I don't think that's true. Consider "a[b] = c", which is a statement, but it's evaluated in a private method after the values a, b, and c are passed to it. The fact that it's a.__setitem__ rather than a.__add__ doesn't seem particularly important. I think the key is that __setitem__ doesn't have a return value--like (nearly) everything in Python that mutates state--and therefore there's no expression for it. The question is, what does that buy?

> Statements are used to mutate the current name space, while expressions 
> generally do not.

This is closer. I think, more generally, statements are used to mutate the important state that the local function is all about mutating. And the thing that gets mutated is almost always the leftmost thing. That definitely helps in scannability.

> Statements can alter control flow, while expressions generally do not.

Sure, but I think this part only really helps if control flow is somehow visible. In Python, it is, because control flow almost always means compound statements, which means indentation, and very little else means indentation.

> Having a clear distinction between expressions and statements makes reading 
> and understanding code much easier.

Definitely. That's the part I think is key, but am struggling to explain.

I think Guido offers a great analogy in mathematical proofs, but the question is to find the actual commonality behind the analogy.

After some more thought on this, I think what it comes down to is that (idiomatically-written) Python lets you skim the control flow (because all non-trivial control flow, and very little else, is expressed in terms of indentation) and the state transitions (because each statement generally mutates at most one thing, and it's the leftmost thing), so you can quickly find the part of the code you actually need to read carefully, instead of having to read the whole thing.

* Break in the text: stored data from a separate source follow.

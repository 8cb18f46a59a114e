//! TOML settings for the service binaries
//!
//! Selects the store location and codec, the transcoder binary names, the
//! matching thresholds, and the fingerprinting preset.

use serde::{Deserialize, Serialize};
use std::path::Path;

use crate::config::EngineConfig;
use crate::error::EngineError;
use crate::matcher;
use crate::store::DocFormat;

/// Main settings structure.
#[derive(Debug, Clone, Deserialize, Serialize)]
pub struct Settings {
    #[serde(default)]
    pub store: StoreSettings,
    #[serde(default)]
    pub transcoder: TranscoderSettings,
    #[serde(default)]
    pub matching: MatchingSettings,
    /// Preset selecting the pipeline parameters ("music" or "audiobook").
    #[serde(default = "default_preset")]
    pub preset: String,
    /// Full custom pipeline parameters; wins over `preset` when present.
    #[serde(default)]
    pub fingerprint: Option<EngineConfig>,
}

impl Default for Settings {
    fn default() -> Self {
        Self {
            store: StoreSettings::default(),
            transcoder: TranscoderSettings::default(),
            matching: MatchingSettings::default(),
            preset: default_preset(),
            fingerprint: None,
        }
    }
}

/// Fingerprint store location and codec.
#[derive(Debug, Clone, Deserialize, Serialize)]
pub struct StoreSettings {
    #[serde(default = "default_base_directory")]
    pub base_directory: String,
    #[serde(default)]
    pub format: DocFormat,
}

impl Default for StoreSettings {
    fn default() -> Self {
        Self {
            base_directory: default_base_directory(),
            format: DocFormat::default(),
        }
    }
}

fn default_base_directory() -> String {
    "./fingerprints".to_string()
}

/// Names of the external transcoder binaries.
#[derive(Debug, Clone, Deserialize, Serialize)]
pub struct TranscoderSettings {
    #[serde(default = "default_probe_bin")]
    pub probe_bin: String,
    #[serde(default = "default_transcode_bin")]
    pub transcode_bin: String,
}

impl Default for TranscoderSettings {
    fn default() -> Self {
        Self {
            probe_bin: default_probe_bin(),
            transcode_bin: default_transcode_bin(),
        }
    }
}

fn default_probe_bin() -> String {
    "ffprobe".to_string()
}

fn default_transcode_bin() -> String {
    "ffmpeg".to_string()
}

/// Matching thresholds.
#[derive(Debug, Clone, Deserialize, Serialize)]
pub struct MatchingSettings {
    #[serde(default = "default_min_score")]
    pub min_score: f64,
    #[serde(default = "default_max_results")]
    pub max_results: usize,
}

impl Default for MatchingSettings {
    fn default() -> Self {
        Self {
            min_score: default_min_score(),
            max_results: default_max_results(),
        }
    }
}

fn default_min_score() -> f64 {
    matcher::MIN_SCORE
}

fn default_max_results() -> usize {
    matcher::DEFAULT_LIMIT
}

fn default_preset() -> String {
    "music".to_string()
}

impl Settings {
    /// Load settings from a TOML file.
    pub fn load(path: &Path) -> anyhow::Result<Self> {
        let content = std::fs::read_to_string(path)
            .map_err(|e| anyhow::anyhow!("failed to read settings file {}: {}", path.display(), e))?;
        let settings: Settings = toml::from_str(&content)
            .map_err(|e| anyhow::anyhow!("failed to parse TOML settings: {}", e))?;
        Ok(settings)
    }

    /// Resolve the pipeline configuration from the custom table or the
    /// named preset.
    pub fn engine_config(&self) -> Result<EngineConfig, EngineError> {
        if let Some(config) = &self.fingerprint {
            return Ok(config.clone());
        }
        EngineConfig::preset(&self.preset)
            .ok_or_else(|| EngineError::Config(format!("unknown preset '{}'", self.preset)))
    }
}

I've written this idea up in a bit more detail here:

http://stupidpythonideas.blogspot.com/2015/01/statements-and-expressions.html


> I believe Python follows most of these conventions in most places, and when 
> it doesn't, it's usually for a practical reason that are fairly obvious.
> 
> For example, an "or" expression is a bit of both.
> 
> Another example of how python chooses a practical alternative is we can 
> nest expressions instead of using "call" statements on separate lines 
> and a 
> stack to hold the augments and return values.  That is what python does in 
> the byte code so we don't have to do it in explicit statements.
> 
> If you factor out all expressions you get byte code.  Or if you factor out 
> all statements you get something like lisp.

I don't think either part of that is true. Bytecode is full of things that are expressions—even your paradigm case of an operator expression is handled by an opcode. And conversely, CoffeeScript (if you avoid break/continue/return statements) factors out all statements, and Ruby comes close to doing so, and yet they're really not more Lisp-like than Python in any meaningful way.

> Of course this subject is definitely a very subjective one which relays on 
> agreeing on the general meaning of the above sentences.  OR... YMMV.